>>>>>

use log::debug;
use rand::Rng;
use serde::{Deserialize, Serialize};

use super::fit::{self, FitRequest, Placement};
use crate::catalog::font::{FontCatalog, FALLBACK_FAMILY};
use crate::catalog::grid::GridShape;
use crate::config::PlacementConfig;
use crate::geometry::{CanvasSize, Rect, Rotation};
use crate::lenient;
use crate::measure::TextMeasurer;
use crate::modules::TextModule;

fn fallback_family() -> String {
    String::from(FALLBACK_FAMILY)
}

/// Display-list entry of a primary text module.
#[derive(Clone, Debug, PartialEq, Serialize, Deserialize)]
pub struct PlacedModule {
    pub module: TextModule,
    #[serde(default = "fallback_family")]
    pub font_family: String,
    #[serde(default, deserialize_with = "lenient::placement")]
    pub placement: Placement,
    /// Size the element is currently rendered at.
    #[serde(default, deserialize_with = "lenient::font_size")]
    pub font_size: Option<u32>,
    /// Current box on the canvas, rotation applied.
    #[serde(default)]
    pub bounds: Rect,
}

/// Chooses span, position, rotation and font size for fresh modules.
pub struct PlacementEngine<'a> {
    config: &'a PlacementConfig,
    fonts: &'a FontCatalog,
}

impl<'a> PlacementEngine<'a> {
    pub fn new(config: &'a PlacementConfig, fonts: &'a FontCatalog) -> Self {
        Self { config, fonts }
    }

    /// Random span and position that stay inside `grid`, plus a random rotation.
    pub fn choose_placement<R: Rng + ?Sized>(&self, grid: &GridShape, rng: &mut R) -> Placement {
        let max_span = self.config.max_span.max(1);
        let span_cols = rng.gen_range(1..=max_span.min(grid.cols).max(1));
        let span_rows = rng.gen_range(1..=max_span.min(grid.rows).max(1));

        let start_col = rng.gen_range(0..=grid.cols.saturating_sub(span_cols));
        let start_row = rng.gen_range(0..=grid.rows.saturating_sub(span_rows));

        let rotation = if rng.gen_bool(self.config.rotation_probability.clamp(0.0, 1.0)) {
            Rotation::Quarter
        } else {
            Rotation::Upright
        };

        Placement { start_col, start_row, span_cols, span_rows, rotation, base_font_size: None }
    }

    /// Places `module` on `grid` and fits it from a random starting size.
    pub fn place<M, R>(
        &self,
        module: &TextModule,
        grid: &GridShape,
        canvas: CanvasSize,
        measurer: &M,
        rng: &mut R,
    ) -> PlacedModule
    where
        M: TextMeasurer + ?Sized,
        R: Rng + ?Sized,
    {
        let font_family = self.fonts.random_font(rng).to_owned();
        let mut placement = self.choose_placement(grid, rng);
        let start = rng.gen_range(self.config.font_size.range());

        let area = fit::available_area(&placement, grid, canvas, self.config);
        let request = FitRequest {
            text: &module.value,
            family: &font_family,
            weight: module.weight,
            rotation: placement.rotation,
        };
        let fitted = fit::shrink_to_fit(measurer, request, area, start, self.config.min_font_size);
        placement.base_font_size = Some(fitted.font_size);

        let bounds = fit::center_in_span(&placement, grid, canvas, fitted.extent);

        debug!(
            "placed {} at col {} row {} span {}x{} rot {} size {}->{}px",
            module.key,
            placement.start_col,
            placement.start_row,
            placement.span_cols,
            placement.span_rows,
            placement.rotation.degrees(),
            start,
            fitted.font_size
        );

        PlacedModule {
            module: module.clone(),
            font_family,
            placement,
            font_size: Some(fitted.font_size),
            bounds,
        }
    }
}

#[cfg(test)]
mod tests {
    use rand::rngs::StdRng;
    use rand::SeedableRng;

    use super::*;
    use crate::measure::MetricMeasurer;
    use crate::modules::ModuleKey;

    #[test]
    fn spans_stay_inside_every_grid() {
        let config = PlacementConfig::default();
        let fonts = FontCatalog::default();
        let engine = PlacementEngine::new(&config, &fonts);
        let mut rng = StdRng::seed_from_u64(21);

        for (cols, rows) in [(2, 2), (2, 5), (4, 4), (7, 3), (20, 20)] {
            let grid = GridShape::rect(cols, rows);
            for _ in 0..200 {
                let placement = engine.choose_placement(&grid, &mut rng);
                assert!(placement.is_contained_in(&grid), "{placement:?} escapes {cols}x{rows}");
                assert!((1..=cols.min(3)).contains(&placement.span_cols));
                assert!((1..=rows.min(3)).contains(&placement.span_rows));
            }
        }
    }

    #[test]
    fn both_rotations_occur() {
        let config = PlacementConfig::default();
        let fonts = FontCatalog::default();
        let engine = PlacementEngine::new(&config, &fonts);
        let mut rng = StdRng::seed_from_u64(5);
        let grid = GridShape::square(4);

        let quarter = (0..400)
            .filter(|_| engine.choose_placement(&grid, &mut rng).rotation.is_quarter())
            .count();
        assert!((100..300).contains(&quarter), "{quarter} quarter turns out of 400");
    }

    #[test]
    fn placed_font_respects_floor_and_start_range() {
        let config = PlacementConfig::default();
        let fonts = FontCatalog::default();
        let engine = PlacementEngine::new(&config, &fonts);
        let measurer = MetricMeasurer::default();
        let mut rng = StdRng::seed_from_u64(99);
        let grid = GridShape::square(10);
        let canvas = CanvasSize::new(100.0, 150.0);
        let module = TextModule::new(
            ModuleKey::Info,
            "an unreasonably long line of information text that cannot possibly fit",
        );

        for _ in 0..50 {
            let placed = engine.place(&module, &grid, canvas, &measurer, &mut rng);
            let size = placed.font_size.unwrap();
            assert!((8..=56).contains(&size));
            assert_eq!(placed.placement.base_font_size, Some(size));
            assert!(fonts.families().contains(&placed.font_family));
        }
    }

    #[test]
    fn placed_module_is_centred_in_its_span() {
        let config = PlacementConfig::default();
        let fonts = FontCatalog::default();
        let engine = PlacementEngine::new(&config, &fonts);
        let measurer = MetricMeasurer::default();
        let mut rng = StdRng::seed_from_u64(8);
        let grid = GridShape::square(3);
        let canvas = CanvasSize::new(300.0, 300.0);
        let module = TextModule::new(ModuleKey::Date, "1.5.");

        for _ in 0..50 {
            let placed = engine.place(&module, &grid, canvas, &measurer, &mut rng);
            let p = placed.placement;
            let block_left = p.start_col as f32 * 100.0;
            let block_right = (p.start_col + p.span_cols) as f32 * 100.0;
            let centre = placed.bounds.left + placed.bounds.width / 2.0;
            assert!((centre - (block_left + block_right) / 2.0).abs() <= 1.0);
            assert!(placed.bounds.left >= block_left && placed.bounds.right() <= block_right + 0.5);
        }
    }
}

<<<<<

Whatever appears in the data above must be copied word for word.

▸ Written response:
use log::debug;
use rand::Rng;
use serde::{Deserialize, Serialize};

use super::fit::{self, FitRequest, Placement};
use crate::catalog::font::{FontCatalog, FALLBACK_FAMILY};
use crate::catalog::grid::GridShape;
use crate::config::PlacementConfig;
use crate::geometry::{CanvasSize, Rect, Rotation};
use crate::lenient;
use crate::measure::TextMeasurer;
use crate::modules::TextModule;

fn fallback_family() -> String {
    String::from(FALLBACK_FAMILY)
}

/// Display-list entry of a primary text module.
#[derive(Clone, Debug, PartialEq, Serialize, Deserialize)]
pub struct PlacedModule {
    pub module: TextModule,
    #[serde(default = "fallback_family")]
    pub font_family: String,
    #[serde(default, deserialize_with = "lenient::placement")]
    pub placement: Placement,
    /// Size the element is currently rendered at.
    #[serde(default, deserialize_with = "lenient::font_size")]
    pub font_size: Option<u32>,
    /// Current box on the canvas, rotation applied.
    #[serde(default)]
    pub bounds: Rect,
}

/// Chooses span, position, rotation and font size for fresh modules.
pub struct PlacementEngine<'a> {
    config: &'a PlacementConfig,
    fonts: &'a FontCatalog,
}

impl<'a> PlacementEngine<'a> {
    pub fn new(config: &'a PlacementConfig, fonts: &'a FontCatalog) -> Self {
        Self { config, fonts }
    }

    /// Random span and position that stay inside `grid`, plus a random rotation.
    pub fn choose_placement<R: Rng + ?Sized>(&self, grid: &GridShape, rng: &mut R) -> Placement {
        let max_span = self.config.max_span.max(1);
        let span_cols = rng.gen_range(1..=max_span.min(grid.cols).max(1));
        let span_rows = rng.gen_range(1..=max_span.min(grid.rows).max(1));

        let start_col = rng.gen_range(0..=grid.cols.saturating_sub(span_cols));
        let start_row = rng.gen_range(0..=grid.rows.saturating_sub(span_rows));

        let rotation = if rng.gen_bool(self.config.rotation_probability.clamp(0.0, 1.0)) {
            Rotation::Quarter
        } else {
            Rotation::Upright
        };

        Placement { start_col, start_row, span_cols, span_rows, rotation, base_font_size: None }
    }

    /// Places `module` on `grid` and fits it from a random starting size.
    pub fn place<M, R>(
        &self,
        module: &TextModule,
        grid: &GridShape,
        canvas: CanvasSize,
        measurer: &M,
        rng: &mut R,
    ) -> PlacedModule
    where
        M: TextMeasurer + ?Sized,
        R: Rng + ?Sized,
    {
        let font_family = self.fonts.random_font(rng).to_owned();
        let mut placement = self.choose_placement(grid, rng);
        let start = rng.gen_range(self.config.font_size.range());

        let area = fit::available_area(&placement, grid, canvas, self.config);
        let request = FitRequest {
            text: &module.value,
            family: &font_family,
            weight: module.weight,
            rotation: placement.rotation,
        };
        let fitted = fit::shrink_to_fit(measurer, request, area, start, self.config.min_font_size);
        placement.base_font_size = Some(fitted.font_size);

        let bounds = fit::center_in_span(&placement, grid, canvas, fitted.extent);

        debug!(
            "placed {} at col {} row {} span {}x{} rot {} size {}->{}px",
            module.key,
            placement.start_col,
            placement.start_row,
            placement.span_cols,
            placement.span_rows,
            placement.rotation.degrees(),
            start,
            fitted.font_size
        );

        PlacedModule {
            module: module.clone(),
            font_family,
            placement,
            font_size: Some(fitted.font_size),
            bounds,
        }
    }
}

#[cfg(test)]
mod tests {
    use rand::rngs::StdRng;
    use rand::SeedableRng;

    use super::*;
    use crate::measure::MetricMeasurer;
    use crate::modules::ModuleKey;

    #[test]
    fn spans_stay_inside_every_grid() {
        let config = PlacementConfig::default();
        let fonts = FontCatalog::default();
        let engine = PlacementEngine::new(&config, &fonts);
        let mut rng = StdRng::seed_from_u64(21);

        for (cols, rows) in [(2, 2), (2, 5), (4, 4), (7, 3), (20, 20)] {
            let grid = GridShape::rect(cols, rows);
            for _ in 0..200 {
                let placement = engine.choose_placement(&grid, &mut rng);
                assert!(placement.is_contained_in(&grid), "{placement:?} escapes {cols}x{rows}");
                assert!((1..=cols.min(3)).contains(&placement.span_cols));
                assert!((1..=rows.min(3)).contains(&placement.span_rows));
            }
        }
    }

    #[test]
    fn both_rotations_occur() {
        let config = PlacementConfig::default();
        let fonts = FontCatalog::default();
        let engine = PlacementEngine::new(&config, &fonts);
        let mut rng = StdRng::seed_from_u64(5);
        let grid = GridShape::square(4);

        let quarter = (0..400)
            .filter(|_| engine.choose_placement(&grid, &mut rng).rotation.is_quarter())
            .count();
        assert!((100..300).contains(&quarter), "{quarter} quarter turns out of 400");
    }

    #[test]
    fn placed_font_respects_floor_and_start_range() {
        let config = PlacementConfig::default();
        let fonts = FontCatalog::default();
        let engine = PlacementEngine::new(&config, &fonts);
        let measurer = MetricMeasurer::default();
        let mut rng = StdRng::seed_from_u64(99);
        let grid = GridShape::square(10);
        let canvas = CanvasSize::new(100.0, 150.0);
        let module = TextModule::new(
            ModuleKey::Info,
            "an unreasonably long line of information text that cannot possibly fit",
        );

        for _ in 0..50 {
            let placed = engine.place(&module, &grid, canvas, &measurer, &mut rng);
            let size = placed.font_size.unwrap();
            assert!((8..=56).contains(&size));
            assert_eq!(placed.placement.base_font_size, Some(size));
            assert!(fonts.families().contains(&placed.font_family));
        }
    }

    #[test]
    fn placed_module_is_centred_in_its_span() {
        let config = PlacementConfig::default();
        let fonts = FontCatalog::default();
        let engine = PlacementEngine::new(&config, &fonts);
        let measurer = MetricMeasurer::default();
        let mut rng = StdRng::seed_from_u64(8);
        let grid = GridShape::square(3);
        let canvas = CanvasSize::new(300.0, 300.0);
        let module = TextModule::new(ModuleKey::Date, "1.5.");

        for _ in 0..50 {
            let placed = engine.place(&module, &grid, canvas, &measurer, &mut rng);
            let p = placed.placement;
            let block_left = p.start_col as f32 * 100.0;
            let block_right = (p.start_col + p.span_cols) as f32 * 100.0;
            let centre = placed.bounds.left + placed.bounds.width / 2.0;
            assert!((centre - (block_left + block_right) / 2.0).abs() <= 1.0);
            assert!(placed.bounds.left >= block_left && placed.bounds.right() <= block_right + 0.5);
        }
    }
}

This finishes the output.